Formula 1: to many it’s just a bunch of cars going round in circles. To the more enthusiastic amongst us, it’s just a bunch of very fast, technology laden cars…going round in circles.
I’ve followed Formula 1 since the late ’80’s. It’s had its fair share of ups and downs over the years and some spectacularly bad teams have come and gone along the way. The “Life” team from 1990 was a great example of how not to do it.
In all the years I’ve been watching, though, I can’t remember 4 new entrants in a single season. That’s precisely what is happening (in theory) for the 2010 season which kicks off in Bahrain on 12th March. I say “in theory”, because I doubt all 4 will make it to the grid, but more of that in a minute.
This not being 1990, you can bet your bottom dollar that a new Formula 1 team would immediately see the need to get its website up and running as a priority. In 2010, what better way to connect with your target audience and keep the enthusiasts up to date with latest news and developments. Formula 1 runs at such a frenetic pace, even in the off season, that things are constantly changing. Not only that, but a website provides incredibly cost effective marketing, especially compared to the costs of wining and dining your corporate sponsors at every race.
A quick scout around the 4 new teams’ sites has left me somewhat underwhelmed…
Virgin Racing – www.virginracing.com
When Richard Branson’s at the helm, you know marketing will be fairly high up on the agenda. Last season he was a relatively minor sponsor of Brawn, but used his unparalleled promotional nous to gain far more TV minutes than those pennies would buy in anyone else’s hands. Whatsmore, Virgin is only really the title sponsor of a team formed by Manor Motorsport and based in the less than glamourous town of Dinnington in South Yorkshire. I somehow suspect that’ll be kept relatively quiet.
On to the site. It certainly lives up to Virgin’s reputation for slick marketing – it looks good, has lots of gloss and is a front runner out of this bunch.

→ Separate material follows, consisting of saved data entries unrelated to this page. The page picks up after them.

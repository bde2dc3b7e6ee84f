//! Post-merge fan-out: after one workspace's commits land on main, every
//! other workspace's worktree is rebased (when clean) or told what to do
//! (when dirty or conflicted).

use async_trait::async_trait;
use tracing::{info, warn};

use crate::worktree::WorktreeManager;

/// What happened to one sibling worktree during the broadcast.
#[derive(Debug, Clone, PartialEq, Eq)]
pub enum WorktreeNotice {
    /// Clean and behind — rebased automatically.
    AutoRebased { commits: usize, subject: String },
    /// Uncommitted changes block the rebase.
    Dirty,
    /// Rebase hit conflicts; markers left in place.
    Conflicts,
}

impl WorktreeNotice {
    /// Chat-facing text for the workspace's agent or humans.
    pub fn message(&self) -> String {
        match self {
            WorktreeNotice::AutoRebased { commits, subject } => format!(
                "Auto-rebased {commits} commit{} from main; latest: {subject}",
                if *commits == 1 { "" } else { "s" }
            ),
            WorktreeNotice::Dirty => {
                "Your worktree has uncommitted changes; stash or commit them, then sync to \
                 pick up the latest main."
                    .to_string()
            }
            WorktreeNotice::Conflicts => {
                "Rebase onto main hit conflicts; resolve them, then `git rebase --continue`."
                    .to_string()
            }
        }
    }
}

/// Delivery seam for notices. The host routes to a `system_notice`
/// (LLM-visible next wake) when the workspace has an active session, or a
/// host message otherwise.
#[async_trait]
pub trait WorktreeNotifier: Send + Sync {
    async fn notify(&self, folder: &str, notice: WorktreeNotice);
}

/// After a merge into main, walk every other workspace's worktree and
/// rebase or notify. Returns folders touched.
pub async fn broadcast_rebase_to_worktrees(
    manager: &WorktreeManager,
    merged_folder: &str,
    all_folders: &[String],
    notifier: &dyn WorktreeNotifier,
) -> Vec<String> {
    let mut touched = Vec::new();

    for folder in all_folders {
        if folder == merged_folder {
            continue;
        }
        if !manager.worktree_path(folder).join(".git").exists() {
            continue;
        }
        let behind = match manager.commits_behind(folder).await {
            Ok(n) => n,
            Err(e) => {
                warn!(folder, error = %e, "behind check failed");
                continue;
            }
        };
        if behind == 0 {
            continue;
        }

        let dirty = manager.is_dirty(folder).await.unwrap_or(true);
        if dirty {
            notifier.notify(folder, WorktreeNotice::Dirty).await;
            touched.push(folder.clone());
            continue;
        }

        match manager.rebase_worktree(folder).await {
            Ok(true) => {
                let subject = manager.last_commit_subject().await.unwrap_or_default();
                info!(folder, commits = behind, "sibling worktree auto-rebased");
                notifier
                    .notify(
                        folder,
                        WorktreeNotice::AutoRebased {
                            commits: behind,
                            subject,
                        },
                    )
                    .await;
            }
            Ok(false) => {
                // Conflict markers stay for the workspace agent to resolve.
                notifier.notify(folder, WorktreeNotice::Conflicts).await;
            }
            Err(e) => {
                warn!(folder, error = %e, "sibling rebase failed");
                notifier.notify(folder, WorktreeNotice::Conflicts).await;
            }
        }
        touched.push(folder.clone());
    }

    touched
}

It is HTML based but uses font replacement technologies all over the place (Cufon), which gives it the feel of a Flash based site. There’s a lot of top level information about the car, the team, the drivers, etc., but it doesn’t have news or up to date information. No mention of the first test in Valencia last week – arguably the biggest news since the team was announced.
Geek moment – the new Virgin Racing car is the first Formula 1 car ever to be designed exclusively on a computer.

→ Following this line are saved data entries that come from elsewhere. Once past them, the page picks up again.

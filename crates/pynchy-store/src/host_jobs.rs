use pynchy_core::types::{HostJob, ScheduleType, TaskStatus};
use rusqlite::params;

use crate::{Result, Store, StoreError};

fn row_to_job(row: &rusqlite::Row<'_>) -> rusqlite::Result<HostJob> {
    let schedule_type: String = row.get(3)?;
    let status: String = row.get(9)?;
    Ok(HostJob {
        id: row.get(0)?,
        name: row.get(1)?,
        command: row.get(2)?,
        schedule_type: schedule_type.parse().unwrap_or(ScheduleType::Once),
        schedule_value: row.get(4)?,
        timezone: row.get(5)?,
        next_run: row.get(6)?,
        last_run: row.get(7)?,
        last_result: row.get(8)?,
        status: status.parse().unwrap_or(TaskStatus::Paused),
        created_at: row.get(10)?,
        created_by: row.get(11)?,
        cwd: row.get(12)?,
        timeout_seconds: row.get::<_, i64>(13)? as u64,
    })
}

const JOB_COLUMNS: &str = "id, name, command, schedule_type, schedule_value, timezone, next_run, \
                           last_run, last_result, status, created_at, created_by, cwd, \
                           timeout_seconds";

impl Store {
    pub fn create_host_job(&self, job: &HostJob) -> Result<()> {
        let conn = self.lock();
        conn.execute(
            &format!(
                "INSERT INTO host_jobs ({JOB_COLUMNS})
                 VALUES (?1,?2,?3,?4,?5,?6,?7,?8,?9,?10,?11,?12,?13,?14)"
            ),
            params![
                job.id,
                job.name,
                job.command,
                job.schedule_type.to_string(),
                job.schedule_value,
                job.timezone,
                job.next_run,
                job.last_run,
                job.last_result,
                job.status.to_string(),
                job.created_at,
                job.created_by,
                job.cwd,
                job.timeout_seconds as i64,
            ],
        )?;
        Ok(())
    }

    pub fn get_host_job(&self, id: &str) -> Result<Option<HostJob>> {
        let conn = self.lock();
        let mut stmt =
            conn.prepare_cached(&format!("SELECT {JOB_COLUMNS} FROM host_jobs WHERE id = ?1"))?;
        let mut rows = stmt.query_map(params![id], row_to_job)?;
        Ok(rows.next().transpose()?)
    }

    pub fn list_host_jobs(&self) -> Result<Vec<HostJob>> {
        let conn = self.lock();
        let mut stmt = conn
            .prepare_cached(&format!("SELECT {JOB_COLUMNS} FROM host_jobs ORDER BY created_at"))?;
        let rows = stmt.query_map([], row_to_job)?;
        Ok(rows.filter_map(|r| r.ok()).collect())
    }

    pub fn get_due_host_jobs(&self, now_iso: &str) -> Result<Vec<HostJob>> {
        let conn = self.lock();
        let mut stmt = conn.prepare_cached(&format!(
            "SELECT {JOB_COLUMNS} FROM host_jobs
             WHERE status = 'active' AND next_run IS NOT NULL AND next_run <= ?1
             ORDER BY next_run"
        ))?;
        let rows = stmt.query_map(params![now_iso], row_to_job)?;
        Ok(rows.filter_map(|r| r.ok()).collect())
    }

    pub fn set_host_job_status(&self, id: &str, status: TaskStatus) -> Result<()> {
        let conn = self.lock();
        let n = conn.execute(
            "UPDATE host_jobs SET status = ?1 WHERE id = ?2",
            params![status.to_string(), id],
        )?;
        if n == 0 {
            return Err(StoreError::NotFound(format!("host job {id}")));
        }
        Ok(())
    }

    pub fn record_host_job_run(
        &self,
        id: &str,
        last_run: &str,
        last_result: &str,
        next_run: Option<&str>,
    ) -> Result<()> {
        let conn = self.lock();
        let status = if next_run.is_none() {
            "completed"
        } else {
            "active"
        };
        conn.execute(
            "UPDATE host_jobs
             SET last_run = ?1, last_result = ?2, next_run = ?3, status = ?4
             WHERE id = ?5",
            params![last_run, last_result, next_run, status, id],
        )?;
        Ok(())
    }

    pub fn delete_host_job(&self, id: &str) -> Result<bool> {
        let conn = self.lock();
        let n = conn.execute("DELETE FROM host_jobs WHERE id = ?1", params![id])?;
        Ok(n > 0)
    }
}

#[cfg(test)]
mod tests {
    use super::*;

    fn job(id: &str, next_run: Option<&str>) -> HostJob {
        HostJob {
            id: id.into(),
            name: id.into(),
            command: "echo ok".into(),
            schedule_type: ScheduleType::Interval,
            schedule_value: "3600000".into(),
            timezone: "UTC".into(),
            status: TaskStatus::Active,
            next_run: next_run.map(String::from),
            last_run: None,
            last_result: None,
            created_at: "2026-01-01T00:00:00+00:00".into(),
            created_by: "admin".into(),
            cwd: None,
            timeout_seconds: 600,
        }
    }

    #[test]
    fn due_jobs_and_run_recording() {
        let store = Store::open_in_memory().unwrap();
        store.create_host_job(&job("host-backup", Some("2026-01-01T00:00:00+00:00"))).unwrap();

        let due = store.get_due_host_jobs("2026-06-01T00:00:00+00:00").unwrap();
        assert_eq!(due.len(), 1);

        store
            .record_host_job_run(
                "host-backup",
                "2026-06-01T00:00:01+00:00",
                "exit 0",
                Some("2026-06-01T01:00:01+00:00"),
            )
            .unwrap();
        let got = store.get_host_job("host-backup").unwrap().unwrap();
        assert_eq!(got.status, TaskStatus::Active);
        assert_eq!(got.last_result.as_deref(), Some("exit 0"));
    }
}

Lotus F1 – www.lotusracing.my
From my initial draft of this post to now, I am pleased to say, Lotus have re-launched their site as it really needed it! It’s now built entirely in Flash which is not exactly best practice, but it does work well. The design is perhaps not as cutting edge as the Virgin site, but where is delivers is up-to-date news and information. As of writing, it has news articles from 13th February. If they update it this week following their first official test sessions in Jerez, I’ll be even more impressed.

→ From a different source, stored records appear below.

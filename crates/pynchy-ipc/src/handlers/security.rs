//! `security:*` handlers — pre-flight bash evaluation called from the
//! container's before-tool-use hook.

use std::sync::Arc;

use chrono::Utc;
use pynchy_security::approval::{create_pending_approval, format_approval_notification};
use pynchy_security::bash::{evaluate_bash_command, BashDecision};
use pynchy_security::gate::SecurityGate;
use pynchy_store::SecurityEvent;
use serde_json::Value;
use tracing::{info, warn};

use crate::deps::IpcDeps;
use crate::write::{ipc_response_path, write_ipc_response};

pub async fn handle_security_request(
    data: Value,
    source_group: String,
    is_admin: bool,
    deps: Arc<IpcDeps>,
) {
    let kind = data
        .get("type")
        .and_then(|v| v.as_str())
        .unwrap_or_default()
        .strip_prefix("security:")
        .unwrap_or_default()
        .to_string();
    if kind != "bash_check" {
        warn!(kind = %kind, group = %source_group, "unknown security request");
        return;
    }

    let Some(request_id) = data.get("request_id").and_then(|v| v.as_str()).map(String::from)
    else {
        warn!(group = %source_group, "bash_check missing request_id");
        return;
    };
    let command = data
        .get("command")
        .and_then(|v| v.as_str())
        .unwrap_or_default()
        .to_string();

    // Session-scoped gate created at container start; an ephemeral one
    // covers the window before the orchestrator registers it.
    let _ = is_admin;
    let gate = deps.gates.get_gate_for_group(&source_group).unwrap_or_else(|| {
        warn!(group = %source_group, "no gate for group, using ephemeral");
        let security = deps.config.resolve_workspace(&source_group).security;
        Arc::new(SecurityGate::new(&source_group, Utc::now().timestamp_millis(), security))
    });

    // Bash touches files; workspaces that hold secrets taint on any use.
    gate.notify_file_access();

    let chat_jid = deps
        .resolve_chat_jid(&source_group)
        .unwrap_or_else(|| "unknown".to_string());

    let decision = evaluate_bash_command(gate.as_ref(), deps.cop.as_ref(), &command).await;

    if let BashDecision::NeedsHuman { reason } = &decision {
        let short_id = match create_pending_approval(
            &deps.config.ipc_root(),
            &request_id,
            "Bash",
            &source_group,
            &chat_jid,
            serde_json::json!({ "command": command }),
            "service",
        ) {
            Ok(short_id) => short_id,
            Err(e) => {
                warn!(error = %e, "failed to create pending approval for bash");
                return;
            }
        };
        let notification = format_approval_notification(
            "Bash",
            &serde_json::json!({ "command": command }),
            &short_id,
        );
        deps.broadcaster.broadcast(&chat_jid, &notification).await;

        let _ = deps.store.record_security_event(&SecurityEvent {
            chat_jid,
            workspace: source_group.clone(),
            tool_name: "Bash".into(),
            decision: "approval_requested".into(),
            corruption_tainted: gate.corruption_tainted(),
            secret_tainted: gate.secret_tainted(),
            reason: Some(reason.clone()),
            request_id: Some(request_id),
        });
        info!(group = %source_group, "bash command awaiting human approval");
        // No response file — the container blocks until a decision lands.
        return;
    }

    let (decision_name, reason) = match &decision {
        BashDecision::Allow => ("allow", None),
        BashDecision::Deny { reason } => ("deny", Some(reason.clone())),
        BashDecision::NeedsHuman { .. } => unreachable!(),
    };
    let _ = deps.store.record_security_event(&SecurityEvent {
        chat_jid,
        workspace: source_group.clone(),
        tool_name: "Bash".into(),
        decision: decision_name.into(),
        corruption_tainted: gate.corruption_tainted(),
        secret_tainted: gate.secret_tainted(),
        reason,
        request_id: Some(request_id.clone()),
    });

    let body = serde_json::to_value(&decision).unwrap_or_else(|_| serde_json::json!({}));
    let path = ipc_response_path(&deps.config.ipc_root(), &source_group, &request_id);
    if let Err(e) = write_ipc_response(&path, &body) {
        warn!(group = %source_group, error = %e, "failed to write bash decision");
    }
}
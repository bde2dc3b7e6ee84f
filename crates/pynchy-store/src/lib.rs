//! SQLite persistence for the host process.
//!
//! One file-backed database, one connection behind a mutex. All writes go
//! through explicit statements; cross-row invariants (ledger + cursor
//! updates) use transactions so a crash never splits them.

mod aliases;
mod audit;
mod error;
mod groups;
mod host_jobs;
mod ledger;
mod messages;
mod schema;
mod sessions;
mod tasks;

pub use audit::SecurityEvent;
pub use error::{Result, StoreError};
pub use ledger::PendingDelivery;
pub use messages::llm_visible;

use std::path::Path;
use std::sync::Mutex;

use rusqlite::Connection;

/// Handle to the host database. Cheap to share behind an `Arc`.
pub struct Store {
    conn: Mutex<Connection>,
}

impl Store {
    /// Open (or create) the database at `path` and apply the schema.
    pub fn open(path: &Path) -> Result<Self> {
        if let Some(parent) = path.parent() {
            std::fs::create_dir_all(parent).map_err(|e| StoreError::Io(e.to_string()))?;
        }
        let conn = Connection::open(path)?;
        schema::init_db(&conn)?;
        Ok(Self {
            conn: Mutex::new(conn),
        })
    }

    /// In-memory database for tests.
    pub fn open_in_memory() -> Result<Self> {
        let conn = Connection::open_in_memory()?;
        schema::init_db(&conn)?;
        Ok(Self {
            conn: Mutex::new(conn),
        })
    }

    pub(crate) fn lock(&self) -> std::sync::MutexGuard<'_, Connection> {
        self.conn.lock().unwrap()
    }
}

Another geek moment. Lotus is a historic name in Formula 1 and still is the fourth most successful constructor of all time. The new team is connected to Lotus Group as it stands today through Malaysian its parentage – specifically Proton. Beyond this and being based in Norfolk there is little in the bloodline from the team that ended its long association with Formula 1 in 1994. Having said that, this matters little to many (me included, Murray Walker apparently not) and with experienced technical chief Mike Gascoyne (formerly of Toyota, Jordan) at the helm, they could go well.
USF1 – www.usgpe.com
Unlike its European cousins, the US based team’s site is far from glossy – it’s very dated in design. In its defence, there is a “reasonable” amount of information on there. The homepage does have news…albeit aggregated motorsport content as opposed to USF1 specific. The “blog” isn’t really a blog – more of a…er…page! That feels a bit cheap, as do the embedded YouTube videos.
As with Campos Meta, there are rumours that USF1 won’t make it to the grid. A quick check on their Twitter feed shows little activity since 8th Feb.
Campos Meta – www.camposmeta.com
What is there to say? The site consists of little more than a homepage. It’s about as finished as the car if you believe the rumours…
Predictions for the year?
For what it’s worth, Campos Meta won’t make it at all; USF1 will fair slightly better but may miss the first race or more; Virgin Racing will be off the pace all year, the computer-only design approach will be quietly abandoned and next year’s car will see a wind tunnel very early on; Lotus will come out on top of this pile and will be mixing it with the lower end of the established runners by mid-season.